Naz runs a 14-person specialist printing workshop in Sheffield. She hired her first paid employee in 2017 and has been winging the HR side ever since. SSP records live in her sent folder. Holiday entitlement lives in a spreadsheet that her bookkeeper updates twice a year. Three of her staff are on zero-hours seasonal cover. She heard "Fair Work Agency" on the radio in April but assumed, like she always does, that the new rules were aimed at gig-economy giants and warehouse operators, not her.

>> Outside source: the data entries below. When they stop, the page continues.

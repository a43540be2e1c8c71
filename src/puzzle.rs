use std::error::Error;
use std::fmt::{self, Debug, Display, Formatter};
use std::str::FromStr;

use crate::data::{MapCell, Pos};
use crate::grid::Grid;
use crate::map_formatter::MapFormatter;
use crate::moves::Moves;
use crate::parser::{self, ParserErr};
use crate::solution_formatter::SolutionFormatter;
use crate::state::State;
use crate::vec2d::Vec2d;

#[derive(Debug, Clone, Copy, PartialEq, Eq)]
pub enum Layer {
    Map,
    Items,
}

impl Display for Layer {
    fn fmt(&self, f: &mut Formatter<'_>) -> fmt::Result {
        match *self {
            Layer::Map => write!(f, "map"),
            Layer::Items => write!(f, "items"),
        }
    }
}

#[derive(Debug, Clone, Copy, PartialEq, Eq)]
pub enum InputErr {
    TooLarge,
    RowCount { layer: Layer, found: usize },
    RowLength { layer: Layer, row: usize, found: usize },
    MapSymbol { r: usize, c: usize, symbol: char },
    ItemSymbol { r: usize, c: usize, symbol: char },
    NoPlayer,
    MultiplePlayers,
    PlayerOnWall,
    CrateOnWall { r: usize, c: usize },
    OverlappingCrates(Pos),
    PlayerOnCrate(Pos),
}

impl Display for InputErr {
    fn fmt(&self, f: &mut Formatter<'_>) -> fmt::Result {
        match *self {
            InputErr::TooLarge => write!(f, "Map dimensions don't fit into coordinates"),
            InputErr::RowCount { layer, found } => {
                write!(f, "The {} has {} rows, expected height", layer, found)
            }
            InputErr::RowLength { layer, row, found } => write!(
                f,
                "Row {} of the {} has {} columns, expected width",
                row, layer, found
            ),
            InputErr::MapSymbol { r, c, symbol } => {
                write!(f, "Invalid map symbol '{}' at pos: [{}, {}]", symbol, r, c)
            }
            InputErr::ItemSymbol { r, c, symbol } => {
                write!(f, "Invalid item symbol '{}' at pos: [{}, {}]", symbol, r, c)
            }
            InputErr::NoPlayer => write!(f, "No player"),
            InputErr::MultiplePlayers => write!(f, "More than one player"),
            InputErr::PlayerOnWall => write!(f, "Player on a wall"),
            InputErr::CrateOnWall { r, c } => write!(f, "Crate on a wall at pos: [{}, {}]", r, c),
            InputErr::OverlappingCrates(pos) => write!(f, "More than one crate at pos: {}", pos),
            InputErr::PlayerOnCrate(pos) => write!(f, "Player on a crate at pos: {}", pos),
        }
    }
}

impl Error for InputErr {}

/// A grid together with the initial state - everything needed to start solving.
#[derive(Clone)]
pub struct Puzzle {
    grid: Grid,
    state: State,
}

impl Puzzle {
    /// Validates the two layers of a level.
    ///
    /// Map symbols: `#` wall, `.` goal, ` ` floor (`-` and `_` are floor too).
    /// Item symbols: `@` player, `$` crate, ` ` nothing (`-` and `_` too).
    pub fn new<R: AsRef<[char]>>(
        width: usize,
        height: usize,
        map_data: &[R],
        items_data: &[R],
    ) -> Result<Self, InputErr> {
        if width > i32::MAX as usize || height > i32::MAX as usize {
            return Err(InputErr::TooLarge);
        }
        check_dimensions(Layer::Map, width, height, map_data)?;
        check_dimensions(Layer::Items, width, height, items_data)?;

        let mut cells = Vec2d::new(height, width, MapCell::Floor);
        let mut player_pos = None;
        let mut crates = Vec::new();

        for (r, (map_row, items_row)) in map_data.iter().zip(items_data).enumerate() {
            let map_row = map_row.as_ref();
            let items_row = items_row.as_ref();
            for c in 0..width {
                let pos = Pos::new(r as i32, c as i32);

                let cell = match map_row[c] {
                    '#' => MapCell::Wall,
                    '.' => MapCell::Goal,
                    ' ' | '-' | '_' => MapCell::Floor,
                    symbol => return Err(InputErr::MapSymbol { r, c, symbol }),
                };
                cells[pos] = cell;

                match items_row[c] {
                    '@' => {
                        if player_pos.is_some() {
                            return Err(InputErr::MultiplePlayers);
                        }
                        if cell == MapCell::Wall {
                            return Err(InputErr::PlayerOnWall);
                        }
                        player_pos = Some(pos);
                    }
                    '$' => {
                        if cell == MapCell::Wall {
                            return Err(InputErr::CrateOnWall { r, c });
                        }
                        crates.push(pos);
                    }
                    ' ' | '-' | '_' => {}
                    symbol => return Err(InputErr::ItemSymbol { r, c, symbol }),
                }
            }
        }

        let player_pos = player_pos.ok_or(InputErr::NoPlayer)?;
        Ok(Puzzle {
            grid: Grid::new(cells),
            state: State::new(player_pos, crates)?,
        })
    }

    pub fn grid(&self) -> &Grid {
        &self.grid
    }

    pub fn state(&self) -> &State {
        &self.state
    }

    pub fn xsb(&self) -> MapFormatter<'_> {
        self.grid.format_with_state(&self.state)
    }

    pub fn solution<'a>(&'a self, moves: &'a Moves, include_steps: bool) -> SolutionFormatter<'a> {
        SolutionFormatter::new(&self.grid, &self.state, moves, include_steps)
    }
}

fn check_dimensions<R: AsRef<[char]>>(
    layer: Layer,
    width: usize,
    height: usize,
    data: &[R],
) -> Result<(), InputErr> {
    if data.len() != height {
        return Err(InputErr::RowCount {
            layer,
            found: data.len(),
        });
    }
    for (row, line) in data.iter().enumerate() {
        let found = line.as_ref().len();
        if found != width {
            return Err(InputErr::RowLength { layer, row, found });
        }
    }
    Ok(())
}

impl FromStr for Puzzle {
    type Err = ParserErr;

    fn from_str(s: &str) -> Result<Self, Self::Err> {
        let layers = parser::parse_xsb(s)?;
        let puzzle = Puzzle::new(
            layers.width,
            layers.height,
            &layers.map_data,
            &layers.items_data,
        )?;
        Ok(puzzle)
    }
}

impl Display for Puzzle {
    fn fmt(&self, f: &mut Formatter<'_>) -> fmt::Result {
        write!(f, "{}", self.xsb())
    }
}

impl Debug for Puzzle {
    fn fmt(&self, f: &mut Formatter<'_>) -> fmt::Result {
        write!(f, "{}", self.xsb())
    }
}

#[cfg(test)]
mod tests {
    use super::*;

    fn chars(rows: &[&str]) -> Vec<Vec<char>> {
        rows.iter().map(|row| row.chars().collect()).collect()
    }

    #[test]
    fn layers() {
        let map = chars(&["#####", "#  .#", "#####"]);
        let items = chars(&["     ", " @$  ", "     "]);
        let puzzle = Puzzle::new(5, 3, &map, &items).unwrap();
        assert_eq!(puzzle.state().player_pos(), Pos::new(1, 1));
        assert_eq!(puzzle.state().crates(), &[Pos::new(1, 2)]);
        assert_eq!(puzzle.grid().goals(), &[Pos::new(1, 3)]);
        assert_eq!(puzzle.to_string(), "#####\n#@$.#\n#####\n");
    }

    #[test]
    fn no_player() {
        let map = chars(&["###", "#.#", "###"]);
        let items = chars(&["   ", " $ ", "   "]);
        let err = Puzzle::new(3, 3, &map, &items).unwrap_err();
        assert_eq!(err, InputErr::NoPlayer);
        assert_eq!(err.to_string(), "No player");
    }

    #[test]
    fn multiple_players() {
        let map = chars(&["    "]);
        let items = chars(&["@ @ "]);
        assert_eq!(
            Puzzle::new(4, 1, &map, &items).unwrap_err(),
            InputErr::MultiplePlayers
        );
    }

    #[test]
    fn things_on_walls() {
        let map = chars(&["#  "]);
        assert_eq!(
            Puzzle::new(3, 1, &map, &chars(&["@  "])).unwrap_err(),
            InputErr::PlayerOnWall
        );
        assert_eq!(
            Puzzle::new(3, 1, &map, &chars(&["$ @"])).unwrap_err(),
            InputErr::CrateOnWall { r: 0, c: 0 }
        );
    }

    #[test]
    fn dimensions() {
        let map = chars(&["    ", "    "]);
        let items = chars(&["@   ", "    "]);
        assert_eq!(
            Puzzle::new(4, 3, &map, &items).unwrap_err(),
            InputErr::RowCount {
                layer: Layer::Map,
                found: 2
            }
        );
        assert_eq!(
            Puzzle::new(4, 2, &map, &chars(&["@   ", "   "])).unwrap_err(),
            InputErr::RowLength {
                layer: Layer::Items,
                row: 1,
                found: 3
            }
        );
    }

    #[test]
    fn symbols() {
        assert_eq!(
            Puzzle::new(3, 1, &chars(&[" x "]), &chars(&["@  "])).unwrap_err(),
            InputErr::MapSymbol {
                r: 0,
                c: 1,
                symbol: 'x'
            }
        );
        assert_eq!(
            Puzzle::new(3, 1, &chars(&["   "]), &chars(&["@ *"])).unwrap_err(),
            InputErr::ItemSymbol {
                r: 0,
                c: 2,
                symbol: '*'
            }
        );
    }
}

Then her accountant sent a one-line email: "Have you got six years of holiday records ready in case the FWA turns up? Failure to produce them is now a criminal offence." Naz spent a Saturday googling and found seven law-firm blog posts, a CIPD article she had to register for, and zero actual templates. She did not need a £4,800-a-year Citation subscription. She needed a checklist, a folder structure, and somewhere to upload the evidence so the next time she changes accountant or has a baby, the whole pile does not vanish. That is when she found Inspect Ready.
Scores
How does this idea stack up?
7.9/10
1.4 million UK businesses with employees, £1B+ HR-compliance market growing 9% a year, niche unfilled
Record-keeping failure is now a criminal offence; underpayment penalty is 200% up to £20,000 per individual
Pure software, templates plus storage, no special APIs, standard Next.js plus Supabase build
FWA went live 7 April 2026, first inspection wave Q3 to Q4 2026, search volume up 7x year-on-year
Recurring annual compliance plus six-year retention, but Citation and BrightHR will eventually absorb it
Low barrier, solo-buildable in 2 to 4 weeks, content-marketing lift is the heavier part
Strongest
Timing
The FWA was stood up four weeks ago, search demand is climbing fast, and there is no productised competitor selling a fixed-price toolkit for under £200.
Watch out
Durability
This is not a permanent moat. Citation, Peninsula, and BrightHR will all eventually bundle FWA readiness into their core packages. The window is roughly 12 to 24 months to capture the SME segment that does not want a £4k-a-year subscription.
Pain Point
The problem
“Over 90% of small employers feel the changes are overwhelming, two-thirds say the bill could make them less likely to take on new staff, and a third may be forced to cut staff to cope with the additional costs.”
— Federation of Small Businesses survey, reported via startups.co.uk, April 2026
The pain is acute and quantifiable. Three things changed at once on 6 to 7 April 2026. Day-one rights: SSP becomes payable from day one (no more three-day waiting period), the Lower Earnings Limit is removed, and paternity leave becomes a day-one right. Every employer must update payroll, contracts, and policies.
A new duty to keep holiday records: records must show entitlement, leave taken, payments in lieu, and how holiday pay was calculated, retained for six years. Failure is a criminal offence punishable by an unlimited fine.
A new enforcement body with teeth: the Fair Work Agency consolidates HMRC NMW enforcement, the GLAA, EASI, and the Director of Labour Market Enforcement. It has 550 inspectors, can inspect without a worker complaint, can issue underpayment notices at 200% of the sum, capped at £20,000 per individual, with a six-year lookback. Pay within 14 days, the penalty is reduced to 50%.
The SME-specific gap: every law firm, HR consultancy, and trade body has published a "what employers need to know" blog post. None of them sell a productised, fixed-price checklist plus evidence vault for under £200. The advice is everywhere; the tool does not exist.